Une femme avec deux enfants voyage depuis Kharkov depuis plusieurs
jours. Je les escorte au train spécial qu'ils organisent pour les réfugiés la
nuit afin qu'ils puissent se reposer et dormir un peu en attendant un long
vol. Une fusée a frappé la maison où vivait la famille.
Un frère et une sœur (15 et 13 ans) étaient assis dans la salle à manger et
regardaient autour de soi de façon confuse. Les parents les ont envoyés
seuls dans le train, et ils sont restés pour défendre leur ville natale - ils se
sont inscrits à la défense territoriale. Pendant plusieurs jours d'affilée, les
enfants ont pris différents trains à travers l'Ukraine et la Pologne,
s'accrochant à différentes familles, et ont finalement atteint Berlin. Mais
voilà l'inconnu les attend encore. Encore une fois, rejoindre quelqu'un et
conduire ou rester ici et aller en garde à vue ?
Matthew, 8 ans, marche derrière moi les mains dans les poches. Il se bat
depuis maintenant trois ans et se vante de sa ceinture grise.
« Notre entraîneur dit qu'il n'y a pas de victoires sans défaites », partage un
jeune lutteur avec moi.
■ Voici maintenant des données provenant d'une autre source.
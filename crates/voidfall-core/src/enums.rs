//! Enumeration types used throughout the engine.

use serde::{Deserialize, Serialize};

/// High-level turn phase driven by the turn state machine.
///
/// FIRING and RESOLVING are one continuous simulation; RESOLVING is
/// distinguished only by "turn-end is now eligible to be evaluated".
#[derive(Debug, Clone, Copy, Default, PartialEq, Eq, Serialize, Deserialize)]
pub enum TurnPhase {
    /// Weapon cards are on offer; waiting for a selection.
    #[default]
    Lottery,
    /// Active player is adjusting angle and charge.
    Aiming,
    /// Primary projectile in flight, not yet terminated.
    Firing,
    /// Primary terminated; waiting for the world to go quiet.
    Resolving,
    /// Match decided. Terminal.
    GameOver,
}

/// Kind tag for every ballistic entity the projectile registry can hold.
#[derive(Debug, Clone, Copy, PartialEq, Eq, Hash, Serialize, Deserialize)]
pub enum ProjectileKind {
    PrimaryShot,
    ClusterBomblet,
    AirburstFragment,
    StrafeBullet,
    Drill,
    Bouncer,
    HomingSeeker,
    Roller,
    VoidSplitterFragment,
    Anomaly,
}

/// Kind tag for entities that resolve on a timer after landing.
#[derive(Debug, Clone, Copy, PartialEq, Eq, Hash, Serialize, Deserialize)]
pub enum EffectKind {
    Nuke,
    OrbitalBeacon,
    StrafingRun,
}

/// Sub-phase of a delayed effect. Each kind walks its own legal sequence:
/// nuke: Landed → Detonating → Done;
/// beacon: Landed → Charging → BeamFiring → Done;
/// strafing run: Incoming → Strafing → Done.
#[derive(Debug, Clone, Copy, PartialEq, Eq, Serialize, Deserialize)]
pub enum EffectPhase {
    Landed,
    Charging,
    Detonating,
    BeamFiring,
    Incoming,
    Strafing,
    Done,
}

/// Weapon card rarity tier. Ordering is the draw/AI ranking order.
#[derive(Debug, Clone, Copy, PartialEq, Eq, PartialOrd, Ord, Hash, Serialize, Deserialize)]
pub enum Rarity {
    Common,
    Uncommon,
    Rare,
    Epic,
    Legendary,
}

impl Rarity {
    pub const ALL: [Rarity; 5] = [
        Rarity::Common,
        Rarity::Uncommon,
        Rarity::Rare,
        Rarity::Epic,
        Rarity::Legendary,
    ];

    /// Rare-or-above counts toward the pity guarantee.
    pub fn is_rare_or_better(&self) -> bool {
        *self >= Rarity::Rare
    }
}

/// Who drives a player's turn.
#[derive(Debug, Clone, Copy, PartialEq, Eq, Serialize, Deserialize)]
pub enum Controller {
    Human,
    Ai,
}

/// Why a projectile left the simulation. First matching condition wins.
#[derive(Debug, Clone, Copy, PartialEq, Eq, Serialize, Deserialize)]
pub enum TerminationReason {
    /// Contact with the destructible terrain surface.
    TerrainContact,
    /// Contact with the rising void boundary.
    VoidContact,
    /// Left the horizontal/vertical arena bounds.
    OutOfBounds,
    /// Exceeded the behavior's bounce budget (final bounce).
    BounceLimit,
    /// Roller slowed below its rest speed.
    SpentRoller,
    /// Airburst shell reached the apex of its arc.
    ApexBurst,
    /// Hit the hard per-kind lifetime ceiling.
    LifetimeCeiling,
    /// Cleared by the resolution safety-ceiling path.
    ForcedTimeout,
}

/// Final result of a match.
#[derive(Debug, Clone, Copy, PartialEq, Eq, Serialize, Deserialize)]
pub enum MatchOutcome {
    /// Index of the last player standing.
    Winner(usize),
    /// Everyone was eliminated in the same resolution window.
    Draw,
}

/// Lottery presentation sub-phase.
#[derive(Debug, Clone, Copy, Default, PartialEq, Eq, Serialize, Deserialize)]
pub enum LotteryPhase {
    /// Cards are being revealed (animation window for the frontend).
    #[default]
    Revealing,
    /// All cards visible; selection input is accepted.
    Selecting,
}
Je l'emmène aux toilettes. Maman m'a confié
Matthieu, peur de laisser les choses et le chat dans la salle d'attente.
Matthew est surpris par le mixeur automatique et le sèche-mains. « On
n'en a pas à la maison ! » - le garçon admire. « Ne t’inquiète pas, moi non
plus » réponds-je et le ramène à sa mère.
Faire la queue avec un gars qui a mon âge pour des billets de train gratuits.
Dans ces lignes, les bénévoles travaillent comme traducteurs, expliquant
aux employés de Deutsche Bahn où les gens doivent aller. Mon
compagnon temporaire est constructeur et réparateur. Après quelques
phrases, il s'avère qu'il a vécu à Moscou pendant plusieurs années à la
station de métro à côté de chez moi et que nous aurions pu tout à fait
voyager avec lui dans le même bus ou tram.